The biggest thing that's dragging Surface down is its UI. Neither classic Windows apps, nor Metro apps are very pleasant to use on the given hardware.
I wonder what Alan Kay thinks of Surfaces compared to iPads.
Something that works well for a desktop with a large monitor, keyboard and mouse doesn't necessarily work well for a tablet with a relatively small touchscreen and vise versa.

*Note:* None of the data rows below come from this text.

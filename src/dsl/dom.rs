//! Article DOM: parses bracketed DSL markup into a tree of text and tag
//! nodes.
//!
//! The parser is total: unknown tags are preserved as tag nodes, excess
//! closers close the nearest open tag of that name or are dropped, and
//! unterminated markup is attached as written.

use log::warn;

/// One node of the parsed article tree.
#[derive(Debug, Clone, PartialEq, Eq)]
pub enum Node {
    Text(String),
    Tag(TagNode),
}

#[derive(Debug, Clone, PartialEq, Eq)]
pub struct TagNode {
    pub name: String,
    /// Raw attribute string, exactly as written between the name and `]`.
    pub attrs: String,
    pub children: Vec<Node>,
}

impl TagNode {
    fn new(name: String, attrs: String) -> TagNode {
        TagNode {
            name,
            attrs,
            children: Vec::new(),
        }
    }

    /// Concatenate the text content of this subtree, dropping all markup.
    pub fn render_as_text(&self) -> String {
        let mut out = String::new();
        render_text_into(&self.children, &mut out);
        out
    }
}

fn render_text_into(nodes: &[Node], out: &mut String) {
    for node in nodes {
        match node {
            Node::Text(t) => out.push_str(t),
            Node::Tag(tag) => {
                if tag.name == "br" {
                    out.push('\n');
                } else {
                    render_text_into(&tag.children, out);
                }
            }
        }
    }
}

/// A parsed article body. The root node is an unnamed tag whose children
/// appear in source order.
#[derive(Debug)]
pub struct ArticleDom {
    pub root: TagNode,
}

impl ArticleDom {
    pub fn parse(text: &str) -> ArticleDom {
        let chars: Vec<char> = text.chars().collect();
        let mut stack: Vec<TagNode> = vec![TagNode::new(String::new(), String::new())];
        let mut i = 0;
        let mut at_line_start = true;

        while i < chars.len() {
            let c = chars[i];
            match c {
                '\\' => {
                    // Escaped character becomes literal text; the backslash
                    // is consumed here.
                    if let Some(&n) = chars.get(i + 1) {
                        push_text(&mut stack, n);
                        i += 2;
                    } else {
                        push_text(&mut stack, '\\');
                        i += 1;
                    }
                    at_line_start = false;
                }
                '[' => {
                    match scan_tag(&chars, i) {
                        Some((name, attrs, closing, after)) => {
                            if closing {
                                close_tag(&mut stack, &name);
                            } else if name == "br" {
                                // Void tag: attach immediately.
                                attach(&mut stack, Node::Tag(TagNode::new(name, attrs)));
                            } else {
                                stack.push(TagNode::new(name, attrs));
                            }
                            i = after;
                        }
                        None => {
                            // No closing bracket; keep the rest as text.
                            push_text(&mut stack, '[');
                            i += 1;
                        }
                    }
                    at_line_start = false;
                }
                '<' if chars.get(i + 1) == Some(&'<') => {
                    // <<word>> is shorthand for [ref]word[/ref].
                    match scan_until(&chars, i + 2, '>', '>') {
                        Some((inner, after)) => {
                            let mut reference = TagNode::new("ref".to_string(), String::new());
                            reference.children.push(Node::Text(inner));
                            attach(&mut stack, Node::Tag(reference));
                            i = after;
                        }
                        None => {
                            push_text(&mut stack, '<');
                            i += 1;
                        }
                    }
                    at_line_start = false;
                }
                '@' if at_line_start => {
                    // An embedded-card marker that survived into a body is
                    // kept as an `@` tag holding the rest of its line.
                    let mut end = i + 1;
                    while end < chars.len() && chars[end] != '\n' && chars[end] != '\r' {
                        end += 1;
                    }
                    let mut card = TagNode::new("@".to_string(), String::new());
                    let text: String = chars[i + 1..end].iter().collect();
                    card.children
                        .push(Node::Text(text.trim_matches(' ').to_string()));
                    attach(&mut stack, Node::Tag(card));
                    i = end;
                }
                '\n' | '\r' => {
                    push_text(&mut stack, c);
                    at_line_start = true;
                    i += 1;
                }
                ' ' | '\t' => {
                    push_text(&mut stack, c);
                    i += 1;
                }
                _ => {
                    push_text(&mut stack, c);
                    at_line_start = false;
                    i += 1;
                }
            }
        }

        // Attach any unclosed tags in order.
        while stack.len() > 1 {
            let node = stack.pop().expect("stack underflow");
            warn!("Unclosed [{}] tag in article", node.name);
            attach(&mut stack, Node::Tag(node));
        }

        ArticleDom {
            root: stack.pop().expect("root always present"),
        }
    }
}

/// Scan a `[name attrs]` or `[/name]` tag starting at the `[` position.
/// Returns `(name, attrs, closing, index after ']')`.
fn scan_tag(chars: &[char], open: usize) -> Option<(String, String, bool, usize)> {
    let close = chars[open + 1..].iter().position(|&c| c == ']')? + open + 1;
    let inner: String = chars[open + 1..close].iter().collect();
    let inner = inner.trim();

    let (closing, inner) = match inner.strip_prefix('/') {
        Some(rest) => (true, rest.trim()),
        None => (false, inner),
    };

    let (name, attrs) = match inner.find(|c: char| c == ' ' || c == '\t') {
        Some(pos) => (inner[..pos].to_string(), inner[pos + 1..].trim().to_string()),
        None => (inner.to_string(), String::new()),
    };
    Some((name, attrs, closing, close + 1))
}

fn scan_until(chars: &[char], from: usize, a: char, b: char) -> Option<(String, usize)> {
    let mut i = from;
    while i + 1 < chars.len() {
        if chars[i] == a && chars[i + 1] == b {
            return Some((chars[from..i].iter().collect(), i + 2));
        }
        i += 1;
    }
    None
}

fn push_text(stack: &mut Vec<TagNode>, c: char) {
    let top = stack.last_mut().expect("stack never empty");
    if let Some(Node::Text(t)) = top.children.last_mut() {
        t.push(c);
    } else {
        top.children.push(Node::Text(c.to_string()));
    }
}

fn attach(stack: &mut Vec<TagNode>, node: Node) {
    stack
        .last_mut()
        .expect("stack never empty")
        .children
        .push(node);
}

/// Close the nearest open tag named `name`. Tags opened after it are
/// closed implicitly; a closer with no matching open tag is dropped.
fn close_tag(stack: &mut Vec<TagNode>, name: &str) {
    let position = stack.iter().rposition(|tag| tag.name == name);
    match position {
        Some(pos) if pos > 0 => {
            while stack.len() > pos {
                let node = stack.pop().expect("stack underflow");
                attach(stack, Node::Tag(node));
            }
        }
        _ => {} // Dropped: no matching open tag.
    }
}

#[cfg(test)]
mod tests {
    use super::*;

    fn tag<'a>(node: &'a Node) -> &'a TagNode {
        match node {
            Node::Tag(t) => t,
            Node::Text(t) => panic!("expected tag, got text {:?}", t),
        }
    }

    #[test]
    fn plain_text_is_one_node() {
        let dom = ArticleDom::parse("just text");
        assert_eq!(dom.root.children, vec![Node::Text("just text".to_string())]);
    }

    #[test]
    fn simple_tag_with_children() {
        let dom = ArticleDom::parse("The [i]cat[/i].");
        assert_eq!(dom.root.children.len(), 3);
        let italic = tag(&dom.root.children[1]);
        assert_eq!(italic.name, "i");
        assert_eq!(italic.children, vec![Node::Text("cat".to_string())]);
    }

    #[test]
    fn attributes_are_kept_raw() {
        let dom = ArticleDom::parse("[c mediumblue]sea[/c]");
        let color = tag(&dom.root.children[0]);
        assert_eq!(color.name, "c");
        assert_eq!(color.attrs, "mediumblue");
    }

    #[test]
    fn escaped_brackets_are_literal() {
        let dom = ArticleDom::parse(r"a \[not a tag\] b");
        assert_eq!(
            dom.root.children,
            vec![Node::Text("a [not a tag] b".to_string())]
        );
    }

    #[test]
    fn cross_reference_shorthand() {
        let dom = ArticleDom::parse("see <<other word>>");
        let reference = tag(&dom.root.children[1]);
        assert_eq!(reference.name, "ref");
        assert_eq!(reference.children, vec![Node::Text("other word".to_string())]);
    }

    #[test]
    fn unknown_tags_are_preserved() {
        let dom = ArticleDom::parse("[weird x=1]content[/weird]");
        let unknown = tag(&dom.root.children[0]);
        assert_eq!(unknown.name, "weird");
        assert_eq!(unknown.attrs, "x=1");
        assert_eq!(unknown.render_as_text(), "content");
    }

    #[test]
    fn excess_closer_is_dropped() {
        let dom = ArticleDom::parse("text[/b]more");
        assert_eq!(dom.root.render_as_text(), "textmore");
    }

    #[test]
    fn closer_reaches_past_inner_tags() {
        // [/m] closes [m1] even though [b] is still open.
        let dom = ArticleDom::parse("[m1][b]bold[/m1]after");
        let m = tag(&dom.root.children[0]);
        assert_eq!(m.name, "m1");
        let b = tag(&m.children[0]);
        assert_eq!(b.name, "b");
        assert_eq!(dom.root.children[1], Node::Text("after".to_string()));
    }

    #[test]
    fn br_is_void() {
        let dom = ArticleDom::parse("a[br]b");
        assert_eq!(dom.root.children.len(), 3);
        assert_eq!(tag(&dom.root.children[1]).name, "br");
        assert_eq!(dom.root.children[2], Node::Text("b".to_string()));
    }

    #[test]
    fn unclosed_tag_is_attached() {
        let dom = ArticleDom::parse("[b]dangling");
        let b = tag(&dom.root.children[0]);
        assert_eq!(b.name, "b");
        assert_eq!(b.render_as_text(), "dangling");
    }

    #[test]
    fn at_sign_line_becomes_card_node() {
        let dom = ArticleDom::parse("line one\n@ card head\nline two");
        let card_pos = dom
            .root
            .children
            .iter()
            .position(|n| matches!(n, Node::Tag(t) if t.name == "@"))
            .expect("card node");
        let card = tag(&dom.root.children[card_pos]);
        assert_eq!(card.render_as_text(), "card head");
    }

    #[test]
    fn render_as_text_drops_markup() {
        let dom = ArticleDom::parse("[m1][trn]to [i]run[/i][/trn][/m1]");
        assert_eq!(dom.root.render_as_text(), "to run");
    }
}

Unfortunately, as far as "tablet mode" is concerned, Windows 10 is still a step back from Windows 8. Obviously Windows 8 had its problems, but the tablet UI was fantastic. W10 has gradually been getting back the W8 tablet features it dropped though, so maybe it'll get there
And that's the problem. The two modes doesn't "change" (or the apps are just the properly optimized for the different modes) the apps enough so in reality, an app is either good in one mode or the other, not in both.
The biggest thing that's dragging Surface down is its UI. Neither classic Windows apps, nor Metro apps are very pleasant to use on the given hardware.
I wonder what Alan Kay thinks of Surfaces compared to iPads.